◆ Work to complete ◆
Please give back word for word the lines of the material below between the line containing "pub fn set_failing(&self, failing: bool)" and the line containing "pub fn created_for(&self)", inclusive.

--------

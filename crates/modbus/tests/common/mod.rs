//! Shared fixtures for the polling integration tests: an in-memory store
//! and a transport factory whose sessions are driven by a shared switch.

#![allow(dead_code)]

use std::cell::Cell;
use std::collections::HashMap;
use std::marker::PhantomData;
use std::sync::atomic::{AtomicBool, AtomicUsize, Ordering};
use std::sync::{Arc, Mutex};
use std::time::Duration;

use ddms_core::device::{Device, DeviceStatus, Reading, Thresholds};
use ddms_core::error::CoreError;
use ddms_core::notification::{NewNotification, Notification, NotificationType};
use ddms_core::store::{DeviceStore, NotificationStore, UserDirectory};
use ddms_core::types::{DbId, Timestamp};
use ddms_modbus::{RegisterTransport, TransportError, TransportFactory};
use uuid::Uuid;

// ---------------------------------------------------------------------------
// Store
// ---------------------------------------------------------------------------

#[derive(Default)]
pub struct MemoryStore {
    pub admins: Vec<DbId>,
    pub fail_inserts: AtomicBool,
    devices: Mutex<HashMap<DbId, Device>>,
    readings: Mutex<Vec<Reading>>,
    notifications: Mutex<Vec<Notification>>,
}

impl MemoryStore {
    pub fn with_admins(count: usize) -> Self {
        Self {
            admins: (0..count).map(|_| Uuid::new_v4()).collect(),
            ..Default::default()
        }
    }

    pub fn put_device(&self, device: Device) {
        self.devices.lock().unwrap().insert(device.id, device);
    }

    pub fn delete_device(&self, id: DbId) {
        self.devices.lock().unwrap().remove(&id);
    }

    pub fn set_host(&self, id: DbId, host: &str) {
        if let Some(device) = self.devices.lock().unwrap().get_mut(&id) {
            device.host = host.to_string();
        }
    }

    pub fn status_of(&self, id: DbId) -> Option<DeviceStatus> {
        self.devices.lock().unwrap().get(&id).map(|d| d.status)
    }

    pub fn readings(&self) -> Vec<Reading> {
        self.readings.lock().unwrap().clone()
    }

    pub fn notifications(&self) -> Vec<Notification> {
        self.notifications.lock().unwrap().clone()
    }
}

impl DeviceStore for MemoryStore {
    async fn list_devices(&self) -> Result<Vec<Device>, CoreError> {
        Ok(self.devices.lock().unwrap().values().cloned().collect())
    }

    async fn find_device(&self, id: DbId) -> Result<Option<Device>, CoreError> {
        Ok(self.devices.lock().unwrap().get(&id).cloned())
    }

    async fn insert_reading(&self, reading: &Reading) -> Result<(), CoreError> {
        if self.fail_inserts.load(Ordering::SeqCst) {
            return Err(CoreError::Database("disk full".into()));
        }
        self.readings.lock().unwrap().push(reading.clone());
        Ok(())
    }

    async fn update_status(
        &self,
        id: DbId,
        status: DeviceStatus,
        last_reading_at: Option<Timestamp>,
    ) -> Result<(), CoreError> {
        let mut devices = self.devices.lock().unwrap();
        let device = devices.get_mut(&id).ok_or(CoreError::NotFound {
            entity: "device",
            id,
        })?;
        device.status = status;
        if last_reading_at.is_some() {
            device.last_reading_at = last_reading_at;
        }
        Ok(())
    }
}

impl NotificationStore for MemoryStore {
    async fn find_recent_undismissed(
        &self,
        user_id: DbId,
        device_id: DbId,
        kind: NotificationType,
        since: Timestamp,
    ) -> Result<Option<Notification>, CoreError> {
        Ok(self
            .notifications
            .lock()
            .unwrap()
            .iter()
            .filter(|n| {
                n.user_id == user_id
                    && n.device_id == Some(device_id)
                    && n.kind == kind
                    && n.dismissed_at.is_none()
                    && n.created_at >= since
            })
            .max_by_key(|n| n.created_at)
            .cloned())
    }

    async fn create_notification(&self, input: &NewNotification) -> Result<Notification, CoreError> {
        let notification = Notification {
            id: Uuid::new_v4(),
            kind: input.kind,
            severity: input.severity,
            title: input.title.clone(),
            message: input.message.clone(),
            user_id: input.user_id,
            device_id: input.device_id,
            metadata: input.metadata.clone(),
            read_at: None,
            dismissed_at: None,
            created_at: input.created_at,
        };
        self.notifications.lock().unwrap().push(notification.clone());
        Ok(notification)
    }
}

impl UserDirectory for MemoryStore {
    async fn admin_and_owner_ids(&self) -> Result<Vec<DbId>, CoreError> {
        Ok(self.admins.clone())
    }
}

pub fn device(host: &str) -> Device {
    Device {
        id: Uuid::new_v4(),
        name: format!("sensor-{host}"),
        host: host.to_string(),
        port: 502,
        unit_id: 1,
        register_address: 0,
        register_count: 2,
        unit: "°C".into(),
        sampling_interval_secs: 10,
        thresholds: Thresholds {
            warn_upper: Some(80.0),
            crit_upper: Some(90.0),
            ..Default::default()
        },
        retention_days: 30,
        status: DeviceStatus::Offline,
        last_reading_at: None,
    }
}

// ---------------------------------------------------------------------------
// Transport
// ---------------------------------------------------------------------------

/// Counters and switches shared by every transport a factory creates.
#[derive(Default)]
pub struct MockState {
    pub fail_reads: AtomicBool,
    /// Reads never complete while set.
    pub hang_reads: AtomicBool,
    pub creates: AtomicUsize,
    pub connects: AtomicUsize,
    pub reads: AtomicUsize,
    /// Closes of an open session.
    pub disconnects: AtomicUsize,
    pub created_for: Mutex<Vec<String>>,
}

/// `Send` but not `Sync`, like a real `tokio-modbus` session, so every
/// test that spawns a polling task also checks the loop never needs a
/// shared transport reference across an await.
pub struct MockTransport {
    connected: bool,
    state: Arc<MockState>,
    _not_sync: PhantomData<Cell<()>>,
}

impl RegisterTransport for MockTransport {
    async fn connect(&mut self) -> Result<(), TransportError> {
        self.state.connects.fetch_add(1, Ordering::SeqCst);
        self.connected = true;
        Ok(())
    }

    async fn read_holding_registers(
        &mut self,
        _unit_id: u8,
        _address: u16,
        count: u16,
    ) -> Result<Vec<u16>, TransportError> {
        self.state.reads.fetch_add(1, Ordering::SeqCst);
        if self.state.hang_reads.load(Ordering::SeqCst) {
            std::future::pending::<()>().await;
        }
        if self.state.fail_reads.load(Ordering::SeqCst) {
            return Err(TransportError::Timeout(Duration::from_secs(10)));
        }
        // 100.0 as a big-endian f32, padded for wider reads.
        let mut words = vec![0x42C8, 0x0000];
        words.resize(usize::from(count), 0);
        Ok(words)
    }

    async fn disconnect(&mut self) {
        if self.connected {
            self.state.disconnects.fetch_add(1, Ordering::SeqCst);
        }
        self.connected = false;
    }

    fn is_connected(&self) -> bool {
        self.connected
    }
}

#[derive(Default)]
pub struct MockFactory {
    pub state: Arc<MockState>,
}

impl MockFactory {
    pub fn creates(&self) -> usize {
        self.state.creates.load(Ordering::SeqCst)
    }

    pub fn disconnects(&self) -> usize {
        self.state.disconnects.load(Ordering::SeqCst)
    }

    pub fn reads(&self) -> usize {
        self.state.reads.load(Ordering::SeqCst)
    }

    pub fn set_failing(&self, failing: bool) {
        self.state.fail_reads.store(failing, Ordering::SeqCst);
    }

    pub fn set_hanging(&self, hanging: bool) {
        self.state.hang_reads.store(hanging, Ordering::SeqCst);
    }

    pub fn created_for(&self) -> Vec<String> {
        self.state.created_for.lock().unwrap().clone()
    }
}

impl TransportFactory for MockFactory {
    type Transport = MockTransport;

    fn create(&self, host: &str, port: u16, _timeout: Duration) -> MockTransport {
        self.state.creates.fetch_add(1, Ordering::SeqCst);
        self.state
            .created_for
            .lock()
            .unwrap()
            .push(format!("{host}:{port}"));
        MockTransport {
            connected: false,
            state: Arc::clone(&self.state),
            _not_sync: PhantomData,
        }
    }
}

--------

◆ Task response ◆
    pub fn set_failing(&self, failing: bool) {
        self.state.fail_reads.store(failing, Ordering::SeqCst);
    }

    pub fn set_hanging(&self, hanging: bool) {
        self.state.hang_reads.store(hanging, Ordering::SeqCst);
    }

    pub fn created_for(&self) -> Vec<String> {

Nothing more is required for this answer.